O sonho da minha vida é disputar uma Copa do Mundo, mas a decisão de ir para a China foi minha. Ninguém me obrigou. Abri mão de tudo isso pensando no futuro da minha família. No país, tenho o maior contrato da minha vida.
Por isso que você quer permanecer mais um tempo?
Sim, com certeza.
Qual avaliação faz do seu desempenho na Copa América?
A seleção não se deu tão bem no campeonato e, para mim, também não foi dos melhores. Fiz um jogo só, contra o Peru. Queria ter participado mais. Só que a minha esperança de voltar no futuro existe, porque fiz bons jogos com o Dunga.
O Ricardo Oliveira foi a grande surpresa da última lista, teoricamente, no seu lugar. Ele mereceu a convocação?
Com certeza. É o melhor atacante no futebol brasileiro, hoje. Eu sempre gostei da característica do futebol dele, assim como do Luís Fabiano, do Fred, do Lucas Pratto. É matador e ainda tem inteligência.
Assistiu à estreia do Brasil nas Eliminatórias?
Não vi. O jogo foi às 7h30 da manhã na China.
Você é do tipo consumista ou guarda o dinheiro?
Eu já gastei muito no início da carreira, mas mudei. Tenho uma esposa que controla tudo, além de pessoas que cuidam da minha parte financeira.
Você já teve uma fase rebelde na carreira, na qual colecionava problemas extracampo. O que o levou a mudar?
Foram várias coisas. O amadurecimento natural, o fato de ter casado e ser pai, as pancadas que tomei… E foram várias. Em 2009, quando cheguei ao Atlético-MG, percebi que estava jogando fora a grande oportunidade que o futebol me dava. Antes, eu era um moleque sem responsabilidade. A partir daí, virei jogador de verdade.
Mas teve algum fato que o transformou, em especial?

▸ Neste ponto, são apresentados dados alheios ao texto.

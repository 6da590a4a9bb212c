/*!
 * Translation of masked dialogue through AI providers.
 *
 * - `orchestrator`: grouping, memory reuse, concurrent provider calls, unmask
 * - `retry`: bounded retry with a fallback value
 * - `prompts`: system prompt rendering
 */

pub mod orchestrator;
pub mod prompts;
pub mod retry;

// Re-export main types for easier usage
pub use self::orchestrator::{
    OrchestratorSettings, TextGroup, TranslationOrchestrator, TranslationOutcome, TranslationStats,
};
pub use self::prompts::PromptTemplate;
pub use self::retry::{RetryOutcome, RetryPolicy};
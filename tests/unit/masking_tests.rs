/*!
 * Tests for masking and unmasking, including property tests
 */

use proptest::prelude::*;

use dialoc::glossary::Glossary;
use dialoc::masking::{find_placeholders, MaskingEngine};

use crate::common;

const TERMS: &[(&str, &str)] = &[
    ("Whiterun", "Location"),
    ("Skyrim", "Location"),
    ("Skyrim Hold", "Location"),
    ("Lydia", "Npc"),
];

#[test]
fn test_mask_shouldPreferLongestTerm() {
    let engine = common::engine(TERMS);
    assert_eq!(engine.mask("Skyrim Hold is cold"), "[Location_t2] is cold");
    assert_eq!(engine.mask("Skyrim is cold"), "[Location_t1] is cold");
}

#[test]
fn test_mask_shouldRespectWordBoundariesAndIgnoreCase() {
    let engine = common::engine(TERMS);
    assert_eq!(engine.mask("Whiterunner"), "Whiterunner");
    assert_eq!(engine.mask("to WHITERUN!"), "to [Location_t0]!");
}

#[test]
fn test_unmask_shouldKeepUnknownPlaceholdersAndBrackets() {
    let engine = common::engine(TERMS);
    assert_eq!(
        engine.unmask("[Npc_t3] met [Npc_zzz] at [Location]"),
        "Lydia met [Npc_zzz] at [Location]"
    );
}

#[test]
fn test_emptyGlossary_shouldLeaveTextUnchanged() {
    let engine = MaskingEngine::build(&Glossary::new()).unwrap();
    assert_eq!(engine.mask("Whiterun"), "Whiterun");
    assert_eq!(engine.unmask("[Location_t0]"), "[Location_t0]");
    assert_eq!(engine.term_count(), 0);
}

#[test]
fn test_rebuild_shouldSwitchGlossaryAndBumpGeneration() {
    let mut engine = common::engine(TERMS);
    engine.rebuild(&common::glossary(&[("Riften", "Location")])).unwrap();

    assert_eq!(engine.generation(), 1);
    assert_eq!(engine.mask("Whiterun and Riften"), "Whiterun and [Location_t0]");
}

/// Lower-case words that never form part of a glossary term
fn filler_word() -> impl Strategy<Value = String> {
    "[a-z]{1,8}".prop_filter("must not be part of a glossary term", |w| {
        !TERMS
            .iter()
            .any(|(term, _)| term.split(' ').any(|part| part.eq_ignore_ascii_case(w)))
    })
}

/// Sentences mixing glossary terms (glossary casing) and filler words
fn sentence() -> impl Strategy<Value = String> {
    let term = proptest::sample::select(TERMS.iter().map(|(t, _)| t.to_string()).collect::<Vec<_>>());
    prop::collection::vec(prop_oneof![filler_word(), term], 0..12).prop_map(|words| words.join(" "))
}

proptest! {
    #[test]
    fn prop_unmask_afterMask_shouldRestoreText(text in sentence()) {
        let engine = common::engine(TERMS);
        prop_assert_eq!(engine.unmask(&engine.mask(&text)), text);
    }

    #[test]
    fn prop_mask_withoutTerms_shouldBeIdentity(words in prop::collection::vec(filler_word(), 0..12)) {
        let engine = common::engine(TERMS);
        let text = words.join(" ");
        prop_assert_eq!(engine.mask(&text), text);
    }

    #[test]
    fn prop_unmask_shouldBeIdempotent(text in ".{0,60}", token in "\\[(Location|Npc)_t[0-9]\\]") {
        let engine = common::engine(TERMS);
        let input = format!("{}{}{}", text, token, text);
        let once = engine.unmask(&input);
        prop_assert_eq!(engine.unmask(&once), once);
    }

    #[test]
    fn prop_mask_withoutBrackets_shouldOnlyProduceKnownPlaceholders(text in "[^\\[]{0,80}") {
        let engine = common::engine(TERMS);
        let masked = engine.mask(&text);
        for token in find_placeholders(&masked) {
            prop_assert_ne!(engine.unmask(token), token);
        }
    }
}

Tudo na minha vida aconteceu muito rapidamente. Com 18 anos, comecei a ganhar salário alto, depois de anos de muita dificuldade. As pessoas diziam que eu precisava parar de aprontar, mas tem de partir do jogador. Eu evoluí. Aí, encontrei um pastor em Belo Horizonte que se chama André Valadão, que me ajudou demais. Em 2010, virei evangélico.
Você falou em várias pancadas. Qual foi a pior?
Foi em 2005, quando fiquei fora do Mundial de Clubes com o São Paulo. Cheguei atrasado depois de uma festa da minha esposa e nem me deram chance de explicar. É verdade que eu já tinha dado algumas mancadas. Aí, me afastaram a três meses do Mundial e acabei emprestado para a Holanda. Foi triste ter desperdiçado a chance de ser campeão mundial.
Qual seu ídolo de infância?
O Ronaldo foi o cara que mais admirei. Tive a chance de encontrá-lo algumas vezes e sempre foi muito legal. Neste ano, cruzei com ele em Paris. Até batemos um papo.
E qual foi o melhor técnico com quem trabalhou?
O cara mais importante foi o Emerson Leão. Ele que me segurou e me bancou no São Paulo. Depois, ainda me levou para o Atlético-MG. Também gostei do Paulo Autuori, do Levir Culpi e do Muricy Ramalho. E falam tão bem do Tite que tenho vontade de trabalhar com ele.